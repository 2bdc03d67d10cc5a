pub mod month_calendar;
pub mod stat_card;
pub mod ui;
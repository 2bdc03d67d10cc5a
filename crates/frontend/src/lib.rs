pub mod app;
pub mod config;
pub mod dashboards;
pub mod domain;
pub mod layout;
pub mod routes;
pub mod shared;

use wasm_bindgen::prelude::wasm_bindgen;

#[wasm_bindgen]
pub fn hydrate() {
    // initializes logging using the `log` crate
    _ = console_log::init_with_level(log::Level::Debug);
    console_error_panic_hook::set_once();

    leptos::mount::mount_to_body(app::App);
}

#[wasm_bindgen(start)]
pub fn start() {
    hydrate();
}
use super::grid::{build_month_grid, MonthGrid};
use super::month::YearMonth;
use chrono::NaiveDate;
use serde::{Deserialize, Serialize};

/// Displayed month plus an optional selected day.
///
/// The two are independent: selecting a leading or trailing cell keeps
/// the displayed month where it is.
#[derive(Debug, Clone, Copy, PartialEq, Eq, Serialize, Deserialize)]
pub struct CalendarNavigation {
    pub current_month: YearMonth,
    pub selected_date: Option<NaiveDate>,
}

impl CalendarNavigation {
    pub fn new(current_month: YearMonth) -> Self {
        Self {
            current_month,
            selected_date: None,
        }
    }

    pub fn with_selection(current_month: YearMonth, selected_date: NaiveDate) -> Self {
        Self {
            current_month,
            selected_date: Some(selected_date),
        }
    }

    pub fn previous(&mut self) {
        self.current_month = self.current_month.prev();
    }

    pub fn next(&mut self) {
        self.current_month = self.current_month.next();
    }

    pub fn select(&mut self, date: NaiveDate) {
        self.selected_date = Some(date);
    }

    pub fn clear_selection(&mut self) {
        self.selected_date = None;
    }

    /// Clicking the selected day again clears the selection.
    pub fn toggle_selection(&mut self, date: NaiveDate) {
        if self.is_selected(date) {
            self.clear_selection();
        } else {
            self.select(date);
        }
    }

    pub fn go_to_today(&mut self, today: NaiveDate) {
        self.current_month = YearMonth::of(today);
    }

    pub fn is_selected(&self, date: NaiveDate) -> bool {
        self.selected_date == Some(date)
    }

    pub fn grid(&self) -> MonthGrid {
        build_month_grid(self.current_month.first_day())
    }
}

#[cfg(test)]
mod tests {
    use super::*;

    #[test]
    fn test_next_then_previous_is_identity() {
        let mut nav = CalendarNavigation::new(YearMonth::new(2025, 8));
        nav.next();
        assert_eq!(nav.current_month, YearMonth::new(2025, 9));
        nav.previous();
        assert_eq!(nav.current_month, YearMonth::new(2025, 8));
    }

    #[test]
    fn test_navigation_wraps_years() {
        let mut nav = CalendarNavigation::new(YearMonth::new(2025, 1));
        nav.previous();
        assert_eq!(nav.current_month, YearMonth::new(2024, 12));
        nav.next();
        nav.next();
        assert_eq!(nav.current_month, YearMonth::new(2025, 2));
    }

    #[test]
    fn test_selecting_outside_cell_keeps_month() {
        let mut nav = CalendarNavigation::new(YearMonth::new(2025, 8));
        let grid = nav.grid();
        let trailing = grid.cells()[0];
        assert!(!trailing.is_current_month);

        nav.select(trailing.date);
        assert_eq!(nav.current_month, YearMonth::new(2025, 8));
        assert!(nav.is_selected(trailing.date));
        assert_eq!(nav.selected_date, NaiveDate::from_ymd_opt(2025, 7, 27));
    }

    #[test]
    fn test_navigation_keeps_selection() {
        let day = NaiveDate::from_ymd_opt(2025, 8, 3).unwrap();
        let mut nav = CalendarNavigation::with_selection(YearMonth::new(2025, 8), day);
        nav.next();
        assert_eq!(nav.selected_date, Some(day));
        nav.clear_selection();
        assert!(!nav.is_selected(day));
    }

    #[test]
    fn test_toggle_selection() {
        let day = NaiveDate::from_ymd_opt(2025, 8, 3).unwrap();
        let other = NaiveDate::from_ymd_opt(2025, 8, 4).unwrap();
        let mut nav = CalendarNavigation::new(YearMonth::new(2025, 8));
        nav.toggle_selection(day);
        assert!(nav.is_selected(day));
        nav.toggle_selection(other);
        assert!(nav.is_selected(other));
        nav.toggle_selection(other);
        assert_eq!(nav.selected_date, None);
    }

    #[test]
    fn test_go_to_today() {
        let mut nav = CalendarNavigation::new(YearMonth::new(2020, 1));
        nav.go_to_today(NaiveDate::from_ymd_opt(2025, 10, 15).unwrap());
        assert_eq!(nav.current_month, YearMonth::new(2025, 10));
        assert_eq!(nav.grid().month(), YearMonth::new(2025, 10));
    }
}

──────────────────────────────

__WORK ORDER__
Retype the records above exactly.

__EXERCISE SOLUTION__
repository 2bdc03d67d10cc5a
pub mod month_calendar;
pub mod stat_card;
pub mod ui;
repository 2bdc03d67d10cc5a
filename crates/frontend/src/lib.rs
pub mod app;
pub mod config;
pub mod dashboards;
pub mod domain;
pub mod layout;
pub mod routes;
pub mod shared;

use wasm_bindgen::prelude::wasm_bindgen;

#[wasm_bindgen]
pub fn hydrate() {
    // initializes logging using the `log` crate
    _ = console_log::init_with_level(log::Level::Debug);
    console_error_panic_hook::set_once();

    leptos::mount::mount_to_body(app::App);
}

#[wasm_bindgen(start)]
pub fn start() {
    hydrate();
}
use super::grid::{build_month_grid, MonthGrid};
use super::month::YearMonth;
use chrono::NaiveDate;
use serde::{Deserialize, Serialize};

/// Displayed month plus an optional selected day.
///
/// The two are independent: selecting a leading or trailing cell keeps
/// the displayed month where it is.
#[derive(Debug, Clone, Copy, PartialEq, Eq, Serialize, Deserialize)]
pub struct CalendarNavigation {
    pub current_month: YearMonth,
    pub selected_date: Option<NaiveDate>,
}

impl CalendarNavigation {
    pub fn new(current_month: YearMonth) -> Self {
        Self {
            current_month,
            selected_date: None,
        }
    }

    pub fn with_selection(current_month: YearMonth, selected_date: NaiveDate) -> Self {
        Self {
            current_month,
            selected_date: Some(selected_date),
        }
    }

    pub fn previous(&mut self) {
        self.current_month = self.current_month.prev();
    }

    pub fn next(&mut self) {
        self.current_month = self.current_month.next();
    }

    pub fn select(&mut self, date: NaiveDate) {
        self.selected_date = Some(date);
    }

    pub fn clear_selection(&mut self) {
        self.selected_date = None;
    }

    /// Clicking the selected day again clears the selection.
    pub fn toggle_selection(&mut self, date: NaiveDate) {
        if self.is_selected(date) {
            self.clear_selection();
        } else {
            self.select(date);
        }
    }

    pub fn go_to_today(&mut self, today: NaiveDate) {
        self.current_month = YearMonth::of(today);
    }

    pub fn is_selected(&self, date: NaiveDate) -> bool {
        self.selected_date == Some(date)
    }

    pub fn grid(&self) -> MonthGrid {
        build_month_grid(self.current_month.first_day())
    }
}

#[cfg(test)]
mod tests {
    use super::*;

    #[test]
    fn test_next_then_previous_is_identity() {
        let mut nav = CalendarNavigation::new(YearMonth::new(2025, 8));
        nav.next();
        assert_eq!(nav.current_month, YearMonth::new(2025, 9));
        nav.previous();
        assert_eq!(nav.current_month, YearMonth::new(2025, 8));
    }

    #[test]
    fn test_navigation_wraps_years() {
        let mut nav = CalendarNavigation::new(YearMonth::new(2025, 1));
        nav.previous();
        assert_eq!(nav.current_month, YearMonth::new(2024, 12));
        nav.next();
        nav.next();
        assert_eq!(nav.current_month, YearMonth::new(2025, 2));
    }

    #[test]
    fn test_selecting_outside_cell_keeps_month() {
        let mut nav = CalendarNavigation::new(YearMonth::new(2025, 8));
        let grid = nav.grid();
        let trailing = grid.cells()[0];
        assert!(!trailing.is_current_month);

        nav.select(trailing.date);
        assert_eq!(nav.current_month, YearMonth::new(2025, 8));
        assert!(nav.is_selected(trailing.date));
        assert_eq!(nav.selected_date, NaiveDate::from_ymd_opt(2025, 7, 27));
    }

    #[test]
    fn test_navigation_keeps_selection() {
        let day = NaiveDate::from_ymd_opt(2025, 8, 3).unwrap();
        let mut nav = CalendarNavigation::with_selection(YearMonth::new(2025, 8), day);
        nav.next();
        assert_eq!(nav.selected_date, Some(day));
        nav.clear_selection();
        assert!(!nav.is_selected(day));
    }

    #[test]
    fn test_toggle_selection() {
        let day = NaiveDate::from_ymd_opt(2025, 8, 3).unwrap();
        let other = NaiveDate::from_ymd_opt(2025, 8, 4).unwrap();
        let mut nav = CalendarNavigation::new(YearMonth::new(2025, 8));
        nav.toggle_selection(day);
        assert!(nav.is_selected(day));
        nav.toggle_selection(other);
        assert!(nav.is_selected(other));
        nav.toggle_selection(other);
        assert_eq!(nav.selected_date, None);
    }

    #[test]
    fn test_go_to_today() {
        let mut nav = CalendarNavigation::new(YearMonth::new(2020, 1));
        nav.go_to_today(NaiveDate::from_ymd_opt(2025, 10, 15).unwrap());
        assert_eq!(nav.current_month, YearMonth::new(2025, 10));
        assert_eq!(nav.grid().month(), YearMonth::new(2025, 10));
    }
}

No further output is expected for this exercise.